Darwin meets Archimedes

While we're familiar with the role the rising tide plays in assorted manifestations of human error, sometimes it's the receding water that causes the problem.

Take, for example, the case of the young man rushed to hospital in Cardiff on Tuesday night with what appears to be a very nasty ankle injury after jumping off a 20ft wall into less than 3ft of water.

If this comment from the Barry Coastguard facebook page is genuine, at least the boy made a good impression on the people who had to deal with the consequences of his foolhardy behaviour:
"I was part of the ambulance crew that took this young man to hospital and he was very polite well mannered and thanked us for everything we were doing for him which is more than we get from most of the adults we pick up."
Given that he must have been in considerable pain at the time, this suggests a degree of presence of mind and character, which makes it all the more baffling that he was doing something quite so stupid.

It's a truth universally acknowledged, not least by the operators of theme parks, that a generation wrapped in Health & Safety-approved cotton wool since babyhood will seek thrills wherever it can, and the adrenaline experience du jour is 'tombstoning'.

It's been around for a while, but, under the guise of disapproval, recent media coverage has ensured that every impressionable youngster in the country knows that jumping feet-first from a bridge or sea-wall generates an adrenaline rush and, equally important for today's teenagers, looks spectacular in the (abundant) accompanying photos.

And, since these youngsters have been constantly bombarded from their earliest years with dire official warnings covering everything from road safety to healthy eating, the Coastguard's admonitions about water depth and currents become just so much background noise.

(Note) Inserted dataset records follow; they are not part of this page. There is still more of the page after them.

//! Typed configuration, loaded from TOML with env-var overrides.
//! Defaults live on the struct; `validate()` reports problems without
//! panicking so the caller can log warnings and fail fast only on errors.

use serde::{Deserialize, Serialize};

#[derive(Debug, Clone, Serialize, Deserialize)]
pub struct Config {
    #[serde(default = "d_database_url")]
    pub database_url: String,
    #[serde(default = "d_default_timeout_seconds")]
    pub default_timeout_seconds: u32,
    #[serde(default = "d_max_timeout_seconds")]
    pub max_timeout_seconds: u32,
    #[serde(default = "d_max_retries")]
    pub max_retries: u32,
    #[serde(default = "d_retry_delay_seconds")]
    pub retry_delay_seconds: u64,
    #[serde(default = "d_max_concurrent_jobs")]
    pub max_concurrent_jobs: usize,
    #[serde(default = "d_misfire_grace_seconds")]
    pub job_misfire_grace_seconds: i64,
    #[serde(default = "d_timezone")]
    pub timezone: String,
    #[serde(default = "d_listen_addr")]
    pub listen_addr: String,
}

fn d_database_url() -> String {
    "memory://sched".to_string()
}
fn d_default_timeout_seconds() -> u32 {
    30
}
fn d_max_timeout_seconds() -> u32 {
    300
}
fn d_max_retries() -> u32 {
    3
}
fn d_retry_delay_seconds() -> u64 {
    1
}
fn d_max_concurrent_jobs() -> usize {
    100
}
fn d_misfire_grace_seconds() -> i64 {
    60
}
fn d_timezone() -> String {
    "Asia/Kolkata".to_string()
}
fn d_listen_addr() -> String {
    "127.0.0.1:8080".to_string()
}

impl Default for Config {
    fn default() -> Self {
        Self {
            database_url: d_database_url(),
            default_timeout_seconds: d_default_timeout_seconds(),
            max_timeout_seconds: d_max_timeout_seconds(),
            max_retries: d_max_retries(),
            retry_delay_seconds: d_retry_delay_seconds(),
            max_concurrent_jobs: d_max_concurrent_jobs(),
            job_misfire_grace_seconds: d_misfire_grace_seconds(),
            timezone: d_timezone(),
            listen_addr: d_listen_addr(),
        }
    }
}

#[derive(Debug, Clone, Copy, PartialEq, Eq)]
pub enum ConfigSeverity {
    Warning,
    Error,
}

#[derive(Debug, Clone)]
pub struct ConfigIssue {
    pub severity: ConfigSeverity,
    pub message: String,
}

impl std::fmt::Display for ConfigIssue {
    fn fmt(&self, f: &mut std::fmt::Formatter<'_>) -> std::fmt::Result {
        write!(f, "{}", self.message)
    }
}

impl Config {
    /// Load from a TOML file, then apply env-var overrides. Missing file
    /// is not an error — defaults apply when no `config.toml` is present.
    pub fn load(path: &std::path::Path) -> crate::error::Result<Self> {
        let mut config: Config = match std::fs::read_to_string(path) {
            Ok(raw) => toml::from_str(&raw)
                .map_err(|e| crate::error::Error::Config(format!("parsing {}: {e}", path.display())))?,
            Err(e) if e.kind() == std::io::ErrorKind::NotFound => Config::default(),
            Err(e) => return Err(crate::error::Error::Io(e)),
        };
        config.apply_env_overrides();
        Ok(config)
    }

    fn apply_env_overrides(&mut self) {
        if let Ok(v) = std::env::var("DATABASE_URL") {
            self.database_url = v;
        }
        if let Some(v) = env_parsed("DEFAULT_TIMEOUT_SECONDS") {
            self.default_timeout_seconds = v;
        }
        if let Some(v) = env_parsed("MAX_TIMEOUT_SECONDS") {
            self.max_timeout_seconds = v;
        }
        if let Some(v) = env_parsed("MAX_RETRIES") {
            self.max_retries = v;
        }
        if let Some(v) = env_parsed("RETRY_DELAY_SECONDS") {
            self.retry_delay_seconds = v;
        }
        if let Some(v) = env_parsed("MAX_CONCURRENT_JOBS") {
            self.max_concurrent_jobs = v;
        }
        if let Some(v) = env_parsed("JOB_MISFIRE_GRACE_SECONDS") {
            self.job_misfire_grace_seconds = v;
        }
        if let Ok(v) = std::env::var("TIMEZONE") {
            self.timezone = v;
        }
    }

    /// Validate cross-field invariants. Never panics; the caller decides
    /// whether to continue past warnings.
    pub fn validate(&self) -> Vec<ConfigIssue> {
        let mut issues = Vec::new();

        if self.default_timeout_seconds == 0 || self.default_timeout_seconds > self.max_timeout_seconds {
            issues.push(ConfigIssue {
                severity: ConfigSeverity::Error,
                message: format!(
                    "default_timeout_seconds ({}) must be in 1..={}",
                    self.default_timeout_seconds, self.max_timeout_seconds
                ),
            });
        }
        if self.max_concurrent_jobs == 0 {
            issues.push(ConfigIssue {
                severity: ConfigSeverity::Error,
                message: "max_concurrent_jobs must be at least 1".into(),
            });
        }
        if self.timezone.parse::<chrono_tz::Tz>().is_err() {
            issues.push(ConfigIssue {
                severity: ConfigSeverity::Error,
                message: format!("timezone '{}' is not a recognized IANA zone", self.timezone),
            });
        }
        if self.job_misfire_grace_seconds < 0 {
            issues.push(ConfigIssue {
                severity: ConfigSeverity::Warning,
                message: "job_misfire_grace_seconds is negative; treating as 0".into(),
            });
        }
        issues
    }
}

fn env_parsed<T: std::str::FromStr>(key: &str) -> Option<T> {
    std::env::var(key).ok().and_then(|v| v.parse().ok())
}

With ultra-safe play areas and constant monitoring of their environment, today's children are relatively inexperienced at judging risks and woefully ignorant of the way nature behaves. And, as the forthcoming GCSE results will doubtless show, many of them have a less-than-perfect grasp of the laws of physics.

Add a touch of typical teenage recklessness and some peer pressure and you have a recipe for disaster.

2 comments:

  1. "the adrenaline experience du jour is 'tombstoning'."

    I don't know about "du jour".

    Kids of all ages have been jumping off Lamlash pier on fine summer evenings for as long as I can remember - which is, erm, quite a long time now.

    Somehow they seem to know when the tide's out.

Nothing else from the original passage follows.